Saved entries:
• • • • • • •
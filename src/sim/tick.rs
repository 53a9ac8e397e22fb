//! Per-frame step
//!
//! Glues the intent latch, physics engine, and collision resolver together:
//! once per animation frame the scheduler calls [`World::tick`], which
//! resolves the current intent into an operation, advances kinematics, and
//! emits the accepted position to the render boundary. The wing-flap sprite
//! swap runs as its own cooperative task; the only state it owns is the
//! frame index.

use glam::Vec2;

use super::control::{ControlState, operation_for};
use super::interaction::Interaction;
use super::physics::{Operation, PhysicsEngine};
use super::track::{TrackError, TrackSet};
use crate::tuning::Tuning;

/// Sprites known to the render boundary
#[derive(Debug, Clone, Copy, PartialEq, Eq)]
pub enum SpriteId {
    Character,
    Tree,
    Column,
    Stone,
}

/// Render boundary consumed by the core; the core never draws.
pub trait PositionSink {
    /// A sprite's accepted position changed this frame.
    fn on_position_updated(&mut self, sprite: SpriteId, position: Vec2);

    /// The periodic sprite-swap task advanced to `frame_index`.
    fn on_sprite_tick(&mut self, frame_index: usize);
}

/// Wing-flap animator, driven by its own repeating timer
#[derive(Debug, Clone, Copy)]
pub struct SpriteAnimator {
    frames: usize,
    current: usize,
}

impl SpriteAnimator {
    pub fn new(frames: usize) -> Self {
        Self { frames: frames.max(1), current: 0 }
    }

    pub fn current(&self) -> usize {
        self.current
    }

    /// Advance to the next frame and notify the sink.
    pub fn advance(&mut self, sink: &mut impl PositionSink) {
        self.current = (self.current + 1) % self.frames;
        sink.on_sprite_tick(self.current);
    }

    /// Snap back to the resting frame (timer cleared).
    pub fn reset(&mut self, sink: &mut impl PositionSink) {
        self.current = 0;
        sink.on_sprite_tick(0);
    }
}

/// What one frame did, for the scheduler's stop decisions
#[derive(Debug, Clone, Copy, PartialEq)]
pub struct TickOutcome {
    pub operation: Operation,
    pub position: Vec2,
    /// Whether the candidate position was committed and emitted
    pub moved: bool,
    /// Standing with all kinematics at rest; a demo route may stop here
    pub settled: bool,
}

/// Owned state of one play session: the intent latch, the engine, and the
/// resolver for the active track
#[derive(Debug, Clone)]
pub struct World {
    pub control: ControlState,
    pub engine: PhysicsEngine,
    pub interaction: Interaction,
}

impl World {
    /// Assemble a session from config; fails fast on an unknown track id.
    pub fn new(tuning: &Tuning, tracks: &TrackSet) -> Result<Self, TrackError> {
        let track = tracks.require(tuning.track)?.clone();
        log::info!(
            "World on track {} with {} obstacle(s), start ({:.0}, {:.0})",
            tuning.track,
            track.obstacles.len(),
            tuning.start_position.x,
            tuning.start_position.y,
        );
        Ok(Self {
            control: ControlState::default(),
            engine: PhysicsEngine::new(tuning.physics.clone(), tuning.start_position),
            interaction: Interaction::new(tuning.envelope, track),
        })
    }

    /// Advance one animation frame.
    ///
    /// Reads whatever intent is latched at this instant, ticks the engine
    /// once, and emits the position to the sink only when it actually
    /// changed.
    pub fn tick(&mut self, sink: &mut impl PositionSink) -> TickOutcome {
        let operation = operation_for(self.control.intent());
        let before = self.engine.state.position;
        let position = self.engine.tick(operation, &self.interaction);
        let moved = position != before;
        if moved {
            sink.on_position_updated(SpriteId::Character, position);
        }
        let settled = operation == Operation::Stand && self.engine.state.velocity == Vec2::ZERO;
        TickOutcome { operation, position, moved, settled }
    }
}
• • • • • • •
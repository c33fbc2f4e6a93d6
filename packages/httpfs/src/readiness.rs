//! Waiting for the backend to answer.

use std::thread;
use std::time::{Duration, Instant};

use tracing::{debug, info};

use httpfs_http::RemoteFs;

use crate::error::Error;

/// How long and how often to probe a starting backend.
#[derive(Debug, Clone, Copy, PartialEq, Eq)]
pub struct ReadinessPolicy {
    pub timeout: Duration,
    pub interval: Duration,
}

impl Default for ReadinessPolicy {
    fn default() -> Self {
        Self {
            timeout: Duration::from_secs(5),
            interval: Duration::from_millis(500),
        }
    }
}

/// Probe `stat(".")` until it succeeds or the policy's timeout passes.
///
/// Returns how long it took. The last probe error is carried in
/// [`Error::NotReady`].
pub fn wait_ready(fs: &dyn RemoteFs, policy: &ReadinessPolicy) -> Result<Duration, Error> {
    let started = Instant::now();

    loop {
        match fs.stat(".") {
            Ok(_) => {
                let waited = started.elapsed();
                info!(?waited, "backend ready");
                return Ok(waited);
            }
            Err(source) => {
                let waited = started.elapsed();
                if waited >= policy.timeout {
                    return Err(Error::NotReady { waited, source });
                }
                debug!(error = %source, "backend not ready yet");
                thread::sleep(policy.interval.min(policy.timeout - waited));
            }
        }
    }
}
• • • • • • •
**Work task**
The answer consists of the lines above that include the word "TrackError", each copied exactly.

**Exercise output**
use super::track::{TrackError, TrackSet};
    pub fn new(tuning: &Tuning, tracks: &TrackSet) -> Result<Self, TrackError> {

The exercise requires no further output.